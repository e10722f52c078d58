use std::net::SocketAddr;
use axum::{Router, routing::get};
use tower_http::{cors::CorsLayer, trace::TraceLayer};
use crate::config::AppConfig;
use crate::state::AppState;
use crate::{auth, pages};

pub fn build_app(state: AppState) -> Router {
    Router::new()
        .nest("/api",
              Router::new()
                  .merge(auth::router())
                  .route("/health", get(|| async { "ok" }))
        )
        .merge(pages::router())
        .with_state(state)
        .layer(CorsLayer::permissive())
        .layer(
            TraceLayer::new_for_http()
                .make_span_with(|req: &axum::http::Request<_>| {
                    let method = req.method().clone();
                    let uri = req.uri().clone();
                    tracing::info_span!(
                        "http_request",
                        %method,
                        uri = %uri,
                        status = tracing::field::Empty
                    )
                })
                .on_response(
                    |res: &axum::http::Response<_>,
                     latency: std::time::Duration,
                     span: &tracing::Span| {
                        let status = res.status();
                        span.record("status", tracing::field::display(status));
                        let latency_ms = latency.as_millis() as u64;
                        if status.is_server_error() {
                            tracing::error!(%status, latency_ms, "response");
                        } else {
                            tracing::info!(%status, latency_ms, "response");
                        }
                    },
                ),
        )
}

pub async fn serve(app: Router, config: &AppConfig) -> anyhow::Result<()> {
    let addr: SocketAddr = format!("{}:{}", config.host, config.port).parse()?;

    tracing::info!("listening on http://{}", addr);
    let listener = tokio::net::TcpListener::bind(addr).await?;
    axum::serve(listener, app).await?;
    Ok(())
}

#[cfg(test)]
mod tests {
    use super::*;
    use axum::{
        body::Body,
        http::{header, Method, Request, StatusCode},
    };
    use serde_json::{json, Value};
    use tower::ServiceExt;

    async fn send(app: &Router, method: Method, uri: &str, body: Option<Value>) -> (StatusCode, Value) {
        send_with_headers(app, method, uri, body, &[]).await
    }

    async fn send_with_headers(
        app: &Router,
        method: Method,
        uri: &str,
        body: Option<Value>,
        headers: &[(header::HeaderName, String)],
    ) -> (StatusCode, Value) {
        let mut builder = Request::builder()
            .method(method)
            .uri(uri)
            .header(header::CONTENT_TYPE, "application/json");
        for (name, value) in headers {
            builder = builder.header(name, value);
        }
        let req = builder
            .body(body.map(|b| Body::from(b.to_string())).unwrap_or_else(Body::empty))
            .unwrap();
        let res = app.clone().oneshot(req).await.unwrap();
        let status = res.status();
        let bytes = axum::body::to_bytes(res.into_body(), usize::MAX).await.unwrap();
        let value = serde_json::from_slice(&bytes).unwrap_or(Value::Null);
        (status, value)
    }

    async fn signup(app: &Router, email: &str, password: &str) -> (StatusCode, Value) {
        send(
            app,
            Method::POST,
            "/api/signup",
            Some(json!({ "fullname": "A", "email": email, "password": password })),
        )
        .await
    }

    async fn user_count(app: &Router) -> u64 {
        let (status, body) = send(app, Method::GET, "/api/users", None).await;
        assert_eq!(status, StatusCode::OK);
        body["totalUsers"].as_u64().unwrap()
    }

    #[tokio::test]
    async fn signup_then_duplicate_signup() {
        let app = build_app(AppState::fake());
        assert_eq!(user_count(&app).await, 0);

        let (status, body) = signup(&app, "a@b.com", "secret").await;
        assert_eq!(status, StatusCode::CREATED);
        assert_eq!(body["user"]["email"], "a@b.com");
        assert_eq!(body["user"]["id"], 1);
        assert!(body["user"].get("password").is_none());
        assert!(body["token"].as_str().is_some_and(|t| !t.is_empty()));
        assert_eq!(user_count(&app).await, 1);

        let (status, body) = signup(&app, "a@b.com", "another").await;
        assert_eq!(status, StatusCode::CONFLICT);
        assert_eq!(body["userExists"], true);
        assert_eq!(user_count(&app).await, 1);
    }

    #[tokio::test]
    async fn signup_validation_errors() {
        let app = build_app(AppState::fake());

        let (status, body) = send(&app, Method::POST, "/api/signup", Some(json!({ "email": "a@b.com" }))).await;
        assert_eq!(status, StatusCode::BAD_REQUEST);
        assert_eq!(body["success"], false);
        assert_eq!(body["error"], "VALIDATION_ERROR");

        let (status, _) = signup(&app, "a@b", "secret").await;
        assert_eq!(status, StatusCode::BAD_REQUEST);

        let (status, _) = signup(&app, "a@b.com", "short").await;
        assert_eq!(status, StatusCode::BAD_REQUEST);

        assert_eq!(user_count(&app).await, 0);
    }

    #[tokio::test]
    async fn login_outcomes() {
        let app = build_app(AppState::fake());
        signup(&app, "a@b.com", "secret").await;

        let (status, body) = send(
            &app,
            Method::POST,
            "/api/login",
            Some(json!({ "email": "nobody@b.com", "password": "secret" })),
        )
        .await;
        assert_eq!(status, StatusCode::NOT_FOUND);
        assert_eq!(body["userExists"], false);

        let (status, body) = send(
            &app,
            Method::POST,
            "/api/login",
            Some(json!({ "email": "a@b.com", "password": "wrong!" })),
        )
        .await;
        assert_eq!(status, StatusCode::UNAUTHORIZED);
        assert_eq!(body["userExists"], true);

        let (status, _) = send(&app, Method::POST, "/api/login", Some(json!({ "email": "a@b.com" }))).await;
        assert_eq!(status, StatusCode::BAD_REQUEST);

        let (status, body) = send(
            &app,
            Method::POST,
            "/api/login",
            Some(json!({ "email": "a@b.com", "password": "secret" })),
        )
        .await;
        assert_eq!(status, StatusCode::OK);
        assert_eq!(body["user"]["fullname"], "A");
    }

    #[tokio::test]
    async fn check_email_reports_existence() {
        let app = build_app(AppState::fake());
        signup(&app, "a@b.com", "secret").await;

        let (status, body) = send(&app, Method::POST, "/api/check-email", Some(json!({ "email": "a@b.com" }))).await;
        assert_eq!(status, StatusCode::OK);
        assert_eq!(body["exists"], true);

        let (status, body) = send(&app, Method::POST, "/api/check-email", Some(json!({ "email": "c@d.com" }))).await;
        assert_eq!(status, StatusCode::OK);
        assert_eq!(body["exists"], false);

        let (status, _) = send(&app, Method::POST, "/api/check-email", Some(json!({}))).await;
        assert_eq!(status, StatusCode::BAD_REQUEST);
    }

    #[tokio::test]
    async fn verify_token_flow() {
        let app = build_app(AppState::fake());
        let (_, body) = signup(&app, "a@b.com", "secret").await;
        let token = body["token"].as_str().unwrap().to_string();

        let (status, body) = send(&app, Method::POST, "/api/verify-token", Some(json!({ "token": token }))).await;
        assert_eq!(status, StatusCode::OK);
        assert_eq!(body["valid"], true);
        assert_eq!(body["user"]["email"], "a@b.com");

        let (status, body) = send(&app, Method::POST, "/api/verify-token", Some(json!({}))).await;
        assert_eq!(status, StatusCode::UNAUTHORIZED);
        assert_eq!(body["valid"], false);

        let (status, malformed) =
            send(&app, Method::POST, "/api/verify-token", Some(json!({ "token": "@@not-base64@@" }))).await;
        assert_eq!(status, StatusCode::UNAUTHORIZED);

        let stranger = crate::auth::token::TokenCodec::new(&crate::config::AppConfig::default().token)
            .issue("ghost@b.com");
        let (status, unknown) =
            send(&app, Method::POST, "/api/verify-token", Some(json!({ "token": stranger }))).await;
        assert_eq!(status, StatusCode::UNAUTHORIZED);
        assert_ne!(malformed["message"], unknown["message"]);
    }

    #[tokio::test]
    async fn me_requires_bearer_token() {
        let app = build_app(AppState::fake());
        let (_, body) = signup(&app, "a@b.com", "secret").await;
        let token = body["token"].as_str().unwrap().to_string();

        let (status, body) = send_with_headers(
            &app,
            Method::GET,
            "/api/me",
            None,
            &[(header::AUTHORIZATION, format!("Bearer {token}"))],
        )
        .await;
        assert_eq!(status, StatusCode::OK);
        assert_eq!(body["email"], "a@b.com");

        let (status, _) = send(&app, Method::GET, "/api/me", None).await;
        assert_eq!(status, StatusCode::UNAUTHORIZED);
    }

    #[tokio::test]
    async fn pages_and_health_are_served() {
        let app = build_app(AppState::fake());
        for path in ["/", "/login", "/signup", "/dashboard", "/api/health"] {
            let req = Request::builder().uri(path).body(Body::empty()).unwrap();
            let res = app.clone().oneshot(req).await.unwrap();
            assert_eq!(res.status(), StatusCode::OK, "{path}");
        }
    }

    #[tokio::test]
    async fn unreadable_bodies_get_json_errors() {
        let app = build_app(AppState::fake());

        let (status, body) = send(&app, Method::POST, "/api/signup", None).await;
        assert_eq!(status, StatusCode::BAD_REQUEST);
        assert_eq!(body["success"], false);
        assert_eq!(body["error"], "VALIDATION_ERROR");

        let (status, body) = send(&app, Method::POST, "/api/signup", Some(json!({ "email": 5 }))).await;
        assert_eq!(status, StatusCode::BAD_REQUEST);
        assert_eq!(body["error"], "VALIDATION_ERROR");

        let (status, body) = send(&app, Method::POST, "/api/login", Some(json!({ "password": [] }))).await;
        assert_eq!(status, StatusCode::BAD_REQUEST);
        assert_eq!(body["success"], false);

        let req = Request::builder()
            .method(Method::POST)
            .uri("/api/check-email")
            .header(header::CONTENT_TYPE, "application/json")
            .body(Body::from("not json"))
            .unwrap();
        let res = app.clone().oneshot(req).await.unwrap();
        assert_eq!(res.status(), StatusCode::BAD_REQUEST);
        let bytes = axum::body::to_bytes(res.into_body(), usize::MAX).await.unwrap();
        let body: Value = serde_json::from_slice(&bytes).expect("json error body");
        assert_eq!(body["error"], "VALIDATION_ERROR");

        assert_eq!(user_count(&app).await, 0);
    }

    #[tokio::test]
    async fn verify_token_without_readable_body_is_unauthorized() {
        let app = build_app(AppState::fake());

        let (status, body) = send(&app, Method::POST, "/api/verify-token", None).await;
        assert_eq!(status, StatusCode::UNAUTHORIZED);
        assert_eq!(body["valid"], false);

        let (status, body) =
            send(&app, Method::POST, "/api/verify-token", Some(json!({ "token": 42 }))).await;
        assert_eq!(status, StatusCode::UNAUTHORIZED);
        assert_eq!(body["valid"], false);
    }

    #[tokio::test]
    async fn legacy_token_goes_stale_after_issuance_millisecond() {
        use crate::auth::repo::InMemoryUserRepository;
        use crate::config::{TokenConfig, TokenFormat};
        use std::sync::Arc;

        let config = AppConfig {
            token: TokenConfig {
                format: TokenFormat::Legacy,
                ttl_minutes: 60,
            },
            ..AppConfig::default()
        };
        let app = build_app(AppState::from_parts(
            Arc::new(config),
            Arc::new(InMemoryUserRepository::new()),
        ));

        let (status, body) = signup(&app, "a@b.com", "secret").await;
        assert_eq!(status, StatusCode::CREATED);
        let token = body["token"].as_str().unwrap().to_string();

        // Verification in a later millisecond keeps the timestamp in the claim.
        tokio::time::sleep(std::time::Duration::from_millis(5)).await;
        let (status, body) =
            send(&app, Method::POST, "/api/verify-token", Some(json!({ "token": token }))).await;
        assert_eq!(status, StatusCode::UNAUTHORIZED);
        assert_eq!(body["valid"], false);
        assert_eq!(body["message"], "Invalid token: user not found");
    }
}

########

## YOUR ASSIGNMENT
Retype the records above, but only those lines that fall between the line containing "value = serde_json::from_slice(&bytes).unwrap_or(Value::Null);" and the line containing "async fn signup_then_duplicate_signup()", with both of those lines included, exactly as written.

## TASK ANSWER
        let value = serde_json::from_slice(&bytes).unwrap_or(Value::Null);
        (status, value)
    }

    async fn signup(app: &Router, email: &str, password: &str) -> (StatusCode, Value) {
        send(
            app,
            Method::POST,
            "/api/signup",
            Some(json!({ "fullname": "A", "email": email, "password": password })),
        )
        .await
    }

    async fn user_count(app: &Router) -> u64 {
        let (status, body) = send(app, Method::GET, "/api/users", None).await;
        assert_eq!(status, StatusCode::OK);
        body["totalUsers"].as_u64().unwrap()
    }

    #[tokio::test]
    async fn signup_then_duplicate_signup() {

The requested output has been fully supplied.